The vibrational spectra including matrix isolation and conformations of 1-chloro-1-fluorocyclobutane and 1-chloro-1,2,2-trifluorocyclobutane

Abstract

Abstract The IR and Raman spectra of 1-chloro-1-fluorocyclobutane (CFCB) and 1-chloro-1,2,2-trifluorocyclobutane (CFCB) were recorded in various phases and at different temperatures, and included IR matrix spectra in argon and nitrogen matrices using the hot nozzle method. Both compounds have two conformers in the vapour and liquid states. CTFCB crystallized as one distinct conformer, while two conformers were present in all solid state spectra of CTFCB. The argon matrix spectrum of CFCB contained only one conformer at 13 K, suggesting a barrier lower than 5 kJ mol−1 between the conformers. In both the argon and nitrogen matrix spectra of CTFCB two conformers were observed, although the concentrations of the less stable conformer were lower than in the vapour. This suggests a partial conversion to the stable conformer during deposition and a barrier slightly higher than 6 kJ mol−1. The enthalpy difference ΔH° between the conformers was 2.2 kJ mol−1 for CFCB in the liquid and 2.7 and 2.9 kJ mol−1 in the vapour and liquid, respectively, for CTFCB. Ab initio calculations were carried out for both compounds using the 3-21G* and 6-31G* basis sets. For CFCB, both calculations gave the conformer with the fluorine atom equatorial as the more stable. For CTFCB, the smaller basis set also gave the conformer with equatorial fluorine as the more stable while the opposite was predicted with the larger basis set.

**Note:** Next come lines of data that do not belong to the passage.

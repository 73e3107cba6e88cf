//! Classified provider failures.
//!
//! Every failure coming out of the gateway carries an [`ErrorKind`] so the
//! orchestrator can attach it to a persona's result without inspecting raw
//! upstream text again.

use serde::{Deserialize, Serialize};
use thiserror::Error;

use crate::models::Provider;

#[derive(Debug, Clone, Copy, PartialEq, Eq, Hash, Serialize, Deserialize)]
pub enum ErrorKind {
    /// No stored key for the persona's provider.
    MissingCredential,
    /// The key was rejected.
    Unauthorized,
    /// Rate limit or billing exhaustion.
    QuotaExceeded,
    /// The requested model does not exist for the provider.
    ModelNotFound,
    /// DNS, connect, reset or timeout.
    NetworkError,
    /// Anything else the provider reported.
    UpstreamError,
    /// Consumer went away. Never attached to a result.
    Cancelled,
}

impl ErrorKind {
    pub fn label(self) -> &'static str {
        match self {
            ErrorKind::MissingCredential => "missing credential",
            ErrorKind::Unauthorized => "unauthorized",
            ErrorKind::QuotaExceeded => "quota exceeded",
            ErrorKind::ModelNotFound => "model not found",
            ErrorKind::NetworkError => "network error",
            ErrorKind::UpstreamError => "upstream error",
            ErrorKind::Cancelled => "cancelled",
        }
    }
}

#[derive(Debug, Clone, Error, PartialEq, Eq)]
#[error("{}: {message}", kind.label())]
pub struct GatewayError {
    pub kind: ErrorKind,
    pub message: String,
}

impl GatewayError {
    pub fn new(kind: ErrorKind, message: impl Into<String>) -> Self {
        Self {
            kind,
            message: message.into(),
        }
    }

    pub fn missing_credential(provider: Provider) -> Self {
        Self::new(
            ErrorKind::MissingCredential,
            format!("no API key stored for {}", provider.spec().label),
        )
    }

    pub fn model_not_found(provider: Provider, model: &str) -> Self {
        Self::new(
            ErrorKind::ModelNotFound,
            format!("model '{model}' is not available for {}", provider.spec().label),
        )
    }

    pub fn timeout(seconds: u64) -> Self {
        Self::new(
            ErrorKind::NetworkError,
            format!("request timed out after {seconds}s"),
        )
    }

    pub fn cancelled() -> Self {
        Self::new(ErrorKind::Cancelled, "request cancelled")
    }

    /// Classifies free-form upstream error text.
    pub fn from_text(message: impl Into<String>) -> Self {
        let message = message.into();
        Self {
            kind: classify_text(&message),
            message,
        }
    }

    /// Classifies a non-2xx response. The status code wins when it is
    /// unambiguous; otherwise the body text decides.
    pub fn from_status(status: u16, body: &str) -> Self {
        let message = extract_error_message(body).unwrap_or_else(|| {
            if body.trim().is_empty() {
                format!("provider returned HTTP {status}")
            } else {
                body.trim().to_string()
            }
        });

        let kind = match status {
            401 | 403 => ErrorKind::Unauthorized,
            429 => ErrorKind::QuotaExceeded,
            404 => ErrorKind::ModelNotFound,
            _ => match classify_text(&message) {
                ErrorKind::UpstreamError | ErrorKind::NetworkError => ErrorKind::UpstreamError,
                other => other,
            },
        };

        Self { kind, message }
    }
}

impl From<reqwest::Error> for GatewayError {
    fn from(err: reqwest::Error) -> Self {
        if let Some(status) = err.status() {
            return Self::from_status(status.as_u16(), &err.to_string());
        }
        if err.is_timeout() {
            Self::new(ErrorKind::NetworkError, format!("request timed out: {err}"))
        } else if err.is_connect() {
            Self::new(ErrorKind::NetworkError, format!("connection failed: {err}"))
        } else if err.is_decode() || err.is_body() {
            Self::new(ErrorKind::NetworkError, format!("stream interrupted: {err}"))
        } else {
            Self::new(ErrorKind::NetworkError, err.to_string())
        }
    }
}

/// Keyword classification of raw provider error text.
pub fn classify_text(raw: &str) -> ErrorKind {
    let text = raw.to_ascii_lowercase();
    let has = |needles: &[&str]| needles.iter().any(|n| text.contains(n));

    if has(&[
        "api key",
        "api_key",
        "x-api-key",
        "unauthorized",
        "authentication",
        "invalid_api_key",
        "permission denied",
        "incorrect api key",
    ]) {
        ErrorKind::Unauthorized
    } else if has(&[
        "quota",
        "rate limit",
        "rate_limit",
        "too many requests",
        "billing",
        "insufficient_quota",
        "resource_exhausted",
        "credit balance",
    ]) {
        ErrorKind::QuotaExceeded
    } else if text.contains("model")
        && has(&["not found", "does not exist", "not_found", "unknown model", "not supported"])
    {
        ErrorKind::ModelNotFound
    } else if has(&[
        "timed out",
        "timeout",
        "connection refused",
        "connection reset",
        "dns",
        "network",
        "failed to fetch",
    ]) {
        ErrorKind::NetworkError
    } else {
        ErrorKind::UpstreamError
    }
}

/// Pulls a human-readable message out of the JSON error bodies the three
/// providers return (`{"error": {"message"}}`, `{"error": "..."}`, or a
/// one-element array of either).
pub fn extract_error_message(body: &str) -> Option<String> {
    let value: serde_json::Value = serde_json::from_str(body).ok()?;
    let value = match value {
        serde_json::Value::Array(mut items) if !items.is_empty() => items.swap_remove(0),
        other => other,
    };
    let error = value.get("error")?;
    match error {
        serde_json::Value::String(s) => Some(s.clone()),
        serde_json::Value::Object(obj) => obj
            .get("message")
            .and_then(|m| m.as_str())
            .map(str::to_string),
        _ => None,
    }
}
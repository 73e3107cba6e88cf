use axum::Json;
use serde_json::{json, Value};

/// GET /health
/// Returns a simple status object with service version.
pub async fn health_handler() -> Json<Value> {
    Json(json!({
        "status": "ok",
        "version": env!("CARGO_PKG_VERSION"),
        "service": "hireview-api"
    }))
}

Fairly complete assignments for both conformers of both compounds were made with the aid of normal coordinate calculations employing scaled ab initio force constants. Agreement was excellent between calculation and experiment for the case in which the more stable conformer was that with fluorine equatorial but impossible to achieve with fluorine axial.